IoT should be cost effective, since smart devices should detect maintenance issues before they worsen. A siloed maintenance structure means that facilities managers are not reaping these benefits.

London office occupancy rose to 42% last month, but uncertainty about the future role of the office continues. As maintenance mishaps recur, they become a regular distraction for office workers, potentially ruining their experience. They risk making the office seem less appealing at just the moment that many employees are hesitant to return.

Furthermore, since the data collected from IoT is siloed, it’s much more difficult to glean insights into how occupants are using the workspace. Consequently, landlords will be less responsive to the changing use of the office.   

The gateway to interoperability

Smart buildings are only truly ‘smart’ when their components are properly integrated. Facilities managers must therefore consider how to centralise disparate data collected from multiple sensors and other devices.

The true value of IoT comes from the data they generate – enabling businesses to analyse spikes, identify trends, and use this information to make informed business decisions.

IoT gateways, both wired and wireless are key to enabling interoperability and underpinning data capture in the built environment.

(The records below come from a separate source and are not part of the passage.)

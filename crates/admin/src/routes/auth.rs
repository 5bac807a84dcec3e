//! Authentication route handlers.
//!
//! A single shared password from `ADMIN_PASSWORD`. A correct password sets
//! the session flag checked by [`RequireAdmin`](crate::middleware::RequireAdmin).

use axum::{Json, extract::State};
use secrecy::ExposeSecret;
use serde::{Deserialize, Serialize};
use tower_sessions::Session;
use tracing::instrument;

use crate::error::{AppError, Result};
use crate::middleware::{clear_admin_flag, is_logged_in, set_admin_flag};
use crate::state::AppState;

/// Login form.
#[derive(Deserialize)]
pub struct LoginRequest {
    pub password: String,
}

impl std::fmt::Debug for LoginRequest {
    fn fmt(&self, f: &mut std::fmt::Formatter<'_>) -> std::fmt::Result {
        f.debug_struct("LoginRequest")
            .field("password", &"[REDACTED]")
            .finish()
    }
}

/// Session login state.
#[derive(Debug, Serialize)]
pub struct AuthStatus {
    pub logged_in: bool,
}

/// Compare two strings in constant time.
///
/// Runtime depends only on the length, not on where the inputs differ.
fn constant_time_compare(a: &str, b: &str) -> bool {
    if a.len() != b.len() {
        return false;
    }

    let mut result: u8 = 0;
    for (x, y) in a.bytes().zip(b.bytes()) {
        result |= x ^ y;
    }
    result == 0
}

/// Check the password and mark the session as logged in.
#[instrument(skip(state, session, request))]
pub async fn login(
    State(state): State<AppState>,
    session: Session,
    Json(request): Json<LoginRequest>,
) -> Result<Json<AuthStatus>> {
    let expected = state.config().password.expose_secret();
    if !constant_time_compare(&request.password, expected) {
        tracing::warn!("admin login failed");
        return Err(AppError::Unauthorized("wrong password".to_string()));
    }

    set_admin_flag(&session).await?;
    tracing::info!("admin logged in");
    Ok(Json(AuthStatus { logged_in: true }))
}

/// Drop the session.
#[instrument(skip(session))]
pub async fn logout(session: Session) -> Result<Json<AuthStatus>> {
    clear_admin_flag(&session).await?;
    Ok(Json(AuthStatus { logged_in: false }))
}

/// Report whether the session is logged in.
#[instrument(skip(session))]
pub async fn status(session: Session) -> Result<Json<AuthStatus>> {
    Ok(Json(AuthStatus {
        logged_in: is_logged_in(&session).await?,
    }))
}

#[cfg(test)]
#[allow(clippy::unwrap_used)]
mod tests {
    use axum::http::StatusCode;
    use serde_json::json;

    use super::*;
    use crate::test_support::{TEST_PASSWORD, TestApp};

    #[test]
    fn test_constant_time_compare() {
        assert!(constant_time_compare("secret", "secret"));
        assert!(!constant_time_compare("secret", "secreT"));
        assert!(!constant_time_compare("secret", "secret2"));
        assert!(constant_time_compare("", ""));
    }

    #[test]
    fn test_login_request_debug_redacts_password() {
        let request = LoginRequest {
            password: "hunter2".to_string(),
        };
        assert!(!format!("{request:?}").contains("hunter2"));
    }

    #[tokio::test]
    async fn test_login_sets_flag() {
        let app = TestApp::new();
        let (status, body) = app.get("/auth/status").await;
        assert_eq!(status, StatusCode::OK);
        assert_eq!(body["logged_in"], false);

        let (status, body) = app
            .post("/auth/login", json!({ "password": TEST_PASSWORD }))
            .await;
        assert_eq!(status, StatusCode::OK);
        assert_eq!(body["logged_in"], true);

        let (_, body) = app.get("/auth/status").await;
        assert_eq!(body["logged_in"], true);
    }

    #[tokio::test]
    async fn test_wrong_password_rejected() {
        let app = TestApp::new();
        let (status, _) = app
            .post("/auth/login", json!({ "password": "not-the-password" }))
            .await;
        assert_eq!(status, StatusCode::UNAUTHORIZED);

        let (status, _) = app.get("/api/products").await;
        assert_eq!(status, StatusCode::UNAUTHORIZED);
    }

    #[tokio::test]
    async fn test_logout_revokes_access() {
        let app = TestApp::logged_in().await;
        let (status, _) = app.get("/api/products").await;
        assert_eq!(status, StatusCode::OK);

        let (status, body) = app.post("/auth/logout", json!({})).await;
        assert_eq!(status, StatusCode::OK);
        assert_eq!(body["logged_in"], false);

        let (status, _) = app.get("/api/products").await;
        assert_eq!(status, StatusCode::UNAUTHORIZED);
    }
}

These specialised gateways support a wide variety of devices, meaning that landlords can bust siloes and create truly converged IoT networks. Wireless gateways and sensors are particularly quick to deploy and tackle the problem without hours of effort. 

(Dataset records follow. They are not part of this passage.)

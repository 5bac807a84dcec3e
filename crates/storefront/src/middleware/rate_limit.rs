//! Rate limiting middleware using governor and `tower_governor`.
//!
//! - `checkout_rate_limiter`: strict limit on order submission (~10/min)
//! - `api_rate_limiter`: relaxed limit on the rest of the API (~100/min)

use std::net::IpAddr;
use std::sync::Arc;

use axum::http::{HeaderMap, Request};
use governor::clock::QuantaInstant;
use governor::middleware::NoOpMiddleware;
use tower_governor::{GovernorError, GovernorLayer, governor::GovernorConfigBuilder};

/// Proxy headers carrying the client address, most trusted first.
const CLIENT_IP_HEADERS: [&str; 4] = [
    "cf-connecting-ip",
    "x-forwarded-for",
    "x-real-ip",
    "fly-client-ip",
];

/// Key extractor that reads the client IP from proxy headers.
///
/// The storefront always runs behind a proxy, so there is no fallback to the
/// peer address.
#[derive(Clone, Copy)]
pub struct ClientIpKeyExtractor;

impl tower_governor::key_extractor::KeyExtractor for ClientIpKeyExtractor {
    type Key = IpAddr;

    fn extract<T>(&self, req: &Request<T>) -> Result<Self::Key, GovernorError> {
        client_ip(req.headers()).ok_or(GovernorError::UnableToExtractKey)
    }
}

/// First parseable client IP in [`CLIENT_IP_HEADERS`] order.
///
/// `X-Forwarded-For` holds a chain; its first entry is the client.
fn client_ip(headers: &HeaderMap) -> Option<IpAddr> {
    CLIENT_IP_HEADERS.iter().find_map(|name| {
        headers
            .get(*name)
            .and_then(|v| v.to_str().ok())
            .and_then(|s| s.split(',').next())
            .and_then(|s| s.trim().parse::<IpAddr>().ok())
    })
}

/// Rate limiter layer type for Axum.
pub type RateLimiterLayer =
    GovernorLayer<ClientIpKeyExtractor, NoOpMiddleware<QuantaInstant>, axum::body::Body>;

fn rate_limiter(seconds_per_token: u64, burst: u32) -> RateLimiterLayer {
    let config = GovernorConfigBuilder::default()
        .key_extractor(ClientIpKeyExtractor)
        .per_second(seconds_per_token)
        .burst_size(burst)
        .finish()
        .expect("rate limiter config with non-zero period and burst is valid");
    GovernorLayer::new(Arc::new(config))
}

/// Checkout: 1 token every 6 seconds, burst of 5.
///
/// # Panics
///
/// Never; the period and burst are non-zero constants.
#[must_use]
pub fn checkout_rate_limiter() -> RateLimiterLayer {
    rate_limiter(6, 5)
}

/// General API: 1 token per second, burst of 50.
///
/// # Panics
///
/// Never; the period and burst are non-zero constants.
#[must_use]
pub fn api_rate_limiter() -> RateLimiterLayer {
    rate_limiter(1, 50)
}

These gateways transmit data to cloud-based software, meaning data from all sensors is easily accessible. Facilities managers can visualise their data using this software and track performance and utilisation across the network. Such platforms enable the introduction of complex IoT deployments, even in legacy buildings.

The way forward

Interoperability and integration add value to an IoT deployment. They enable landlords to turn ‘gadgets’ into tools that deliver a great experience for occupants. The level of data aggregation that IoT solutions provide creates a rich source of data and business insights.

Employee expectations have shifted, and the traditional office is now competing with the home office. Smart buildings, powered by IoT, can create a customisable, comfortable and efficient environment to work in.

To achieve this, facilities managers need to move towards a more integrated, common, enterprise grade building network. As the IoT offering continues to expand, and more devices are added, delivering this at scale will become an even greater challenge.

By prioritising their IT infrastructure, landlords can take advantage of IoT technology and make office buildings smarter than ever.